La Mia Notte di Fuoco nel Lounge dell’Aeroporto di Roma

Ero a Fiumicino, in attesa del volo per Ibiza. Vacanze al mare, sola dopo l’ennesima litigata col mio ragazzo. Lui non capiva la mia natura… troia dentro, libera solo con estranei. L’aria condizionata del lounge VIP mi accarezzava la pelle, fresca contro il sudore del sole romano. Seduta sul divano di pelle nera, gambe accavallate, gonna corta che saliva sulle cosce. Sorseggiavo un prosecco, il ghiaccio che tintinnava.

Lui entra, alto, moro, occhi penetranti. Tedesco, in viaggio d’affari. Si siede vicino, il suo profumo muschiato mi invade. ‘Bella serata per volare, no?’ dice con accento sexy. Sorrido, inclino la testa. ‘Sì, ma preferisco le notti calde come questa.’ Le nostre ginocchia si sfiorano, elettricità. Parlo del mio viaggio, lui del suo. Mani che sfiorano bicchieri, sguardi che promettono. ‘Hai fretta?’ chiedo. ‘Il volo parte tra due ore. Tempo per… un’avventura?’ Mi morde il labbro, eccitata dall’ignoto. Lontano da casa, nessuno mi giudica.

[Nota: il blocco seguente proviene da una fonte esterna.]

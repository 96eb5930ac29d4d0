//! Release reconciler.

use tracing::{debug, info};

use flotilla_runtime::{Action, Reconciler};
use flotilla_state::labels::{self, PROMOTION_TARGET_LABEL};
use flotilla_state::*;

use crate::error::{HealthError, HealthResult};
use crate::status::{ObservedCounts, diagnose, next_status};
use crate::translator::{dependency_env, replica_group_for};

/// Keeps each release's replica group in line with the release and
/// reports the group's health back onto the release status.
pub struct ReleaseReconciler {
    store: ObjectStore,
}

impl ReleaseReconciler {
    pub fn new(store: ObjectStore) -> Self {
        Self { store }
    }

    pub fn reconcile_at(&self, key: &str, now: u64) -> HealthResult<Action> {
        let (namespace, name) = split_key(key);
        let Some(release) = self.store.get::<AppReleaseSpec>(namespace, name)? else {
            if self.store.delete::<ReplicaGroupSpec>(namespace, name)? {
                info!(release = %key, "deleted replica group of removed release");
            }
            return Ok(Action::await_change());
        };

        let group = if release.spec.num_desired == 0 {
            if self.store.delete::<ReplicaGroupSpec>(namespace, name)? {
                info!(release = %key, "scaled to zero, replica group deleted");
            }
            None
        } else if let Some(live) = self.autoscaled_group(&release)? {
            debug!(release = %key, replicas = live.spec.replicas, "autoscaler owns instance count");
            Some(live)
        } else {
            let desired = self.desired_group(&release)?;
            let (group, changed) = self.store.apply(desired)?;
            if changed {
                info!(
                    release = %key,
                    replicas = group.spec.replicas,
                    available = group.status.available_replicas,
                    "updated replica group"
                );
            }
            Some(group)
        };

        let counts = ObservedCounts::from_group(group.as_ref());
        let diagnosis = if counts.available < release.spec.num_desired {
            let instances: Vec<Instance> = self
                .store
                .list_matching::<InstanceSpec>(&labels::release_selector(name))?
                .into_iter()
                .filter(|i| i.meta.namespace == namespace)
                .collect();
            Some(diagnose(&instances, release.spec.runtime.probes.readiness_timeout(), now))
        } else {
            None
        };

        let status = next_status(&release, counts, diagnosis, now);
        if status != release.status {
            if status.state != release.status.state {
                info!(
                    release = %key,
                    from = ?release.status.state,
                    to = ?status.state,
                    "release state changed"
                );
            }
            debug!(
                release = %key,
                num_desired = status.num_desired,
                num_available = status.num_available,
                pod_errors = status.pod_errors.len(),
                "updating release status"
            );
            self.store
                .modify_status::<AppReleaseSpec, _>(namespace, name, |_, s| {
                    *s = status.clone();
                })?;
        }

        Ok(Action::await_change())
    }

    /// Translate `release` against its build, config map and dependencies.
    fn desired_group(&self, release: &AppRelease) -> HealthResult<ReplicaGroup> {
        let build = self
            .store
            .get::<BuildSpec>("", &release.spec.build)?
            .ok_or_else(|| HealthError::MissingBuild(release.spec.build.clone()))?;
        let config = if release.spec.config.is_empty() {
            None
        } else {
            self.store
                .get::<ConfigMapSpec>(&release.meta.namespace, &release.spec.config)?
        };
        let dependencies = dependency_env(&self.store, release)?;
        Ok(replica_group_for(release, &build, config.as_ref(), dependencies))
    }

    /// The live replica group when the autoscaler, not the release, decides
    /// its size: the release is active and not mid-promotion, a scaler is
    /// bound to it, and both the release and the live group want instances.
    ///
    /// The live count is read before the translator's write, so a scaler
    /// attaching in between can see one overwrite.
    fn autoscaled_group(&self, release: &AppRelease) -> HealthResult<Option<ReplicaGroup>> {
        if release.spec.role != ReleaseRole::Active
            || release.meta.label(PROMOTION_TARGET_LABEL).is_some()
            || release.spec.num_desired == 0
        {
            return Ok(None);
        }
        let Some(live) = self
            .store
            .get::<ReplicaGroupSpec>(&release.meta.namespace, release.name())?
        else {
            return Ok(None);
        };
        if live.spec.replicas == 0 {
            return Ok(None);
        }
        let bound = self
            .store
            .list_matching::<AutoscalerSpec>(&labels::release_selector(release.name()))?
            .iter()
            .any(|s| s.meta.namespace == release.meta.namespace);
        Ok(bound.then_some(live))
    }
}

impl Reconciler for ReleaseReconciler {
    type Error = HealthError;
    const NAME: &'static str = "release";

    fn reconcile(&self, key: &str) -> Result<Action, Self::Error> {
        self.reconcile_at(key, epoch_secs())
    }
}

#[cfg(test)]
mod tests {
    use super::*;
    use flotilla_state::labels::RELEASE_LABEL;

    const NOW: u64 = 1_700_000_000;

    fn build() -> Build {
        Object::new(
            ObjectMeta::new("", "web-v1-abcd"),
            BuildSpec {
                registry: String::new(),
                image: "web".to_string(),
                tag: "v1".to_string(),
                created_at: NOW - 3600,
            },
        )
    }

    fn release(role: ReleaseRole, num_desired: u32) -> AppRelease {
        Object::new(
            ObjectMeta::new("prod", "web-1"),
            AppReleaseSpec {
                app: "web".to_string(),
                target: "prod".to_string(),
                build: "web-v1-abcd".to_string(),
                config: String::new(),
                num_desired,
                role,
                traffic_percentage: 100,
                runtime: RuntimeSpec::default(),
            },
        )
    }

    fn setup(release: AppRelease) -> (ObjectStore, ReleaseReconciler) {
        let store = ObjectStore::open_in_memory().unwrap();
        store.create(build()).unwrap();
        store.create(release).unwrap();
        let reconciler = ReleaseReconciler::new(store.clone());
        (store, reconciler)
    }

    fn group(store: &ObjectStore) -> Option<ReplicaGroup> {
        store.get::<ReplicaGroupSpec>("prod", "web-1").unwrap()
    }

    fn stored(store: &ObjectStore) -> AppRelease {
        store.get::<AppReleaseSpec>("prod", "web-1").unwrap().unwrap()
    }

    fn set_group_status(store: &ObjectStore, ready: u32, available: u32) {
        store
            .modify_status::<ReplicaGroupSpec, _>("prod", "web-1", |_, s| {
                s.ready_replicas = ready;
                s.available_replicas = available;
            })
            .unwrap();
    }

    #[test]
    fn creates_replica_group_and_reports_releasing() {
        let (store, reconciler) = setup(release(ReleaseRole::Active, 3));
        reconciler.reconcile_at("prod/web-1", NOW).unwrap();

        let g = group(&store).unwrap();
        assert_eq!(g.spec.replicas, 3);
        assert_eq!(g.spec.template.containers[0].image, "web:v1");

        let r = stored(&store);
        assert_eq!(r.status.state, ReleaseState::Releasing);
        assert_eq!(r.status.num_desired, 3);
        assert_eq!(r.status.state_changed_at, NOW);
    }

    #[test]
    fn fully_available_active_is_released() {
        let (store, reconciler) = setup(release(ReleaseRole::Active, 3));
        reconciler.reconcile_at("prod/web-1", NOW).unwrap();
        set_group_status(&store, 3, 3);
        reconciler.reconcile_at("prod/web-1", NOW + 30).unwrap();

        let r = stored(&store);
        assert_eq!(r.status.state, ReleaseState::Released);
        assert_eq!(r.status.num_available, 3);
        assert_eq!(r.status.state_changed_at, NOW + 30);

        // Nothing changed: no status write.
        let version = r.meta.status_version;
        reconciler.reconcile_at("prod/web-1", NOW + 60).unwrap();
        assert_eq!(stored(&store).meta.status_version, version);
    }

    #[test]
    fn zero_desired_deletes_group() {
        let (store, reconciler) = setup(release(ReleaseRole::None, 2));
        reconciler.reconcile_at("prod/web-1", NOW).unwrap();
        assert!(group(&store).is_some());
        assert_eq!(stored(&store).status.state, ReleaseState::Retiring);

        store
            .modify_spec::<AppReleaseSpec, _>("prod", "web-1", |r| r.spec.num_desired = 0)
            .unwrap();
        reconciler.reconcile_at("prod/web-1", NOW + 1).unwrap();
        assert!(group(&store).is_none());
        assert_eq!(stored(&store).status.state, ReleaseState::Retired);
    }

    #[test]
    fn zero_desired_drains_without_resolving_dependencies() {
        let mut rel = release(ReleaseRole::None, 2);
        rel.spec.runtime.dependencies = vec![AppReference {
            name: "billing".to_string(),
            target: None,
            port: None,
        }];
        let (store, reconciler) = setup(rel);
        store
            .create(Object::new(
                ObjectMeta::new("", &AppTarget::scoped_name("billing", "prod")),
                AppTargetSpec {
                    app: "billing".to_string(),
                    target: "prod".to_string(),
                    build: "billing-v1".to_string(),
                    deploy_mode: DeployMode::Latest,
                    runtime: RuntimeSpec::default(),
                    configs: Vec::new(),
                    scale: ScaleSpec::default(),
                    ingress: None,
                },
            ))
            .unwrap();
        reconciler.reconcile_at("prod/web-1", NOW).unwrap();
        assert_eq!(group(&store).unwrap().spec.replicas, 2);

        store
            .delete::<AppTargetSpec>("", &AppTarget::scoped_name("billing", "prod"))
            .unwrap();
        assert!(matches!(
            reconciler.reconcile_at("prod/web-1", NOW + 1),
            Err(HealthError::MissingDependency { .. })
        ));

        store
            .modify_spec::<AppReleaseSpec, _>("prod", "web-1", |r| r.spec.num_desired = 0)
            .unwrap();
        assert_eq!(reconciler.reconcile_at("prod/web-1", NOW + 2).unwrap(), Action::AwaitChange);
        assert!(group(&store).is_none());
        assert_eq!(stored(&store).status.state, ReleaseState::Retired);
    }

    #[test]
    fn removed_release_takes_its_group() {
        let (store, reconciler) = setup(release(ReleaseRole::Active, 1));
        reconciler.reconcile_at("prod/web-1", NOW).unwrap();
        store.delete::<AppReleaseSpec>("prod", "web-1").unwrap();

        assert_eq!(reconciler.reconcile_at("prod/web-1", NOW).unwrap(), Action::AwaitChange);
        assert!(group(&store).is_none());
    }

    #[test]
    fn autoscaler_owned_count_is_not_overwritten() {
        let (store, reconciler) = setup(release(ReleaseRole::Active, 2));
        reconciler.reconcile_at("prod/web-1", NOW).unwrap();

        store
            .create(Object::new(
                ObjectMeta::new("prod", "web-scaler").with_labels([(RELEASE_LABEL, "web-1")]),
                AutoscalerSpec {
                    release: "web-1".to_string(),
                    min_replicas: 1,
                    max_replicas: 10,
                    target_cpu_utilization: 70,
                },
            ))
            .unwrap();
        store
            .modify_spec::<ReplicaGroupSpec, _>("prod", "web-1", |g| g.spec.replicas = 6)
            .unwrap();

        reconciler.reconcile_at("prod/web-1", NOW + 1).unwrap();
        assert_eq!(group(&store).unwrap().spec.replicas, 6);
        assert_eq!(stored(&store).status.num_desired, 6);

        // Mid-promotion the release owns the count again.
        store
            .modify_spec::<AppReleaseSpec, _>("prod", "web-1", |r| {
                r.meta
                    .labels
                    .insert(PROMOTION_TARGET_LABEL.to_string(), "1".to_string());
            })
            .unwrap();
        reconciler.reconcile_at("prod/web-1", NOW + 2).unwrap();
        assert_eq!(group(&store).unwrap().spec.replicas, 2);
    }

    #[test]
    fn never_running_release_fails() {
        let (store, reconciler) = setup(release(ReleaseRole::Target, 1));
        reconciler.reconcile_at("prod/web-1", NOW).unwrap();

        let mut meta = ObjectMeta::new("prod", "web-1-x7k2").with_labels([(RELEASE_LABEL, "web-1")]);
        meta.created_at = NOW - 120;
        let mut inst = Object::new(meta, InstanceSpec::default());
        inst.status.container_statuses.push(ContainerStatus {
            name: "web".to_string(),
            state: ContainerState::Waiting {
                reason: "ImagePullBackOff".to_string(),
                message: "pull access denied".to_string(),
            },
            last_termination: None,
        });
        store.create(inst).unwrap();

        reconciler.reconcile_at("prod/web-1", NOW).unwrap();
        let r = stored(&store);
        assert_eq!(r.status.state, ReleaseState::Failed);
        assert_eq!(r.status.pod_errors.len(), 1);
        assert_eq!(r.status.pod_errors[0].reason, "ImagePullBackOff");
    }

    #[test]
    fn missing_build_fails_the_pass() {
        let store = ObjectStore::open_in_memory().unwrap();
        store.create(release(ReleaseRole::Active, 1)).unwrap();
        let reconciler = ReleaseReconciler::new(store);
        assert!(matches!(
            reconciler.reconcile_at("prod/web-1", NOW),
            Err(HealthError::MissingBuild(_))
        ));
    }
}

L’Incontro nel Lounge e la Tensione che Sale

Mi porta in una saletta privata del lounge, riservata ai VIP. Porta chiusa, luci soffuse. Il rumore dei motori lontani rimbomba. Mi spinge contro il muro, labbra sulle mie, lingua che invade. ‘Sei una troia italiana?’ sussurra. ‘Sì, e tu mi farai urlare.’ Le sue mani sotto la gonna, stringono il mio culo sodo. Tiro giù la zip, il suo cazzo duro salta fuori, grosso, venoso. Gusto di sale sulla pelle sudata. Mi inginocchio sul tappeto, lo prendo in bocca. Succhio forte, gola profonda, saliva che cola. Geme, ‘Cazzo, che bocca calda.’ Le mie tette premute contro le sue cosce, capezzoli duri.

Il Sesso Esplosivo e il Ricordo Ardente

Mi alza, mi strappa le mutande. ‘Fica bagnata, pronta.’ Mi piega sul divano di pelle, freddo contro i seni nudi. Entra di colpo, il suo cazzo mi riempie, doloroso e delizioso. ‘Scopami forte, straniero!’ urlo. Spinge come un animale, palle che sbattono sul mio clito. Sudore che cola, sapore salato sulla schiena. Mi gira, gambe sulle spalle, penetra profondo. ‘Sborra dentro, non ce la faccio più.’ Lui accelera, grugnisce, mi inonda di sborra calda, viscida. Io vengo, fica che pulsa, urlo soffocato.

Ci rivestiamo veloci, respiri affannati. ‘Tornerò per te,’ dice con un bacio. Esco, gambe molli, climi che mi gela il sudore. Al gate, seduta, rivivo tutto: il suo odore, il bruciore nel culo, la libertà. Volare via, anonimi per sempre. Cuore che batte, voglia di altro. Lontano da casa, sono viva.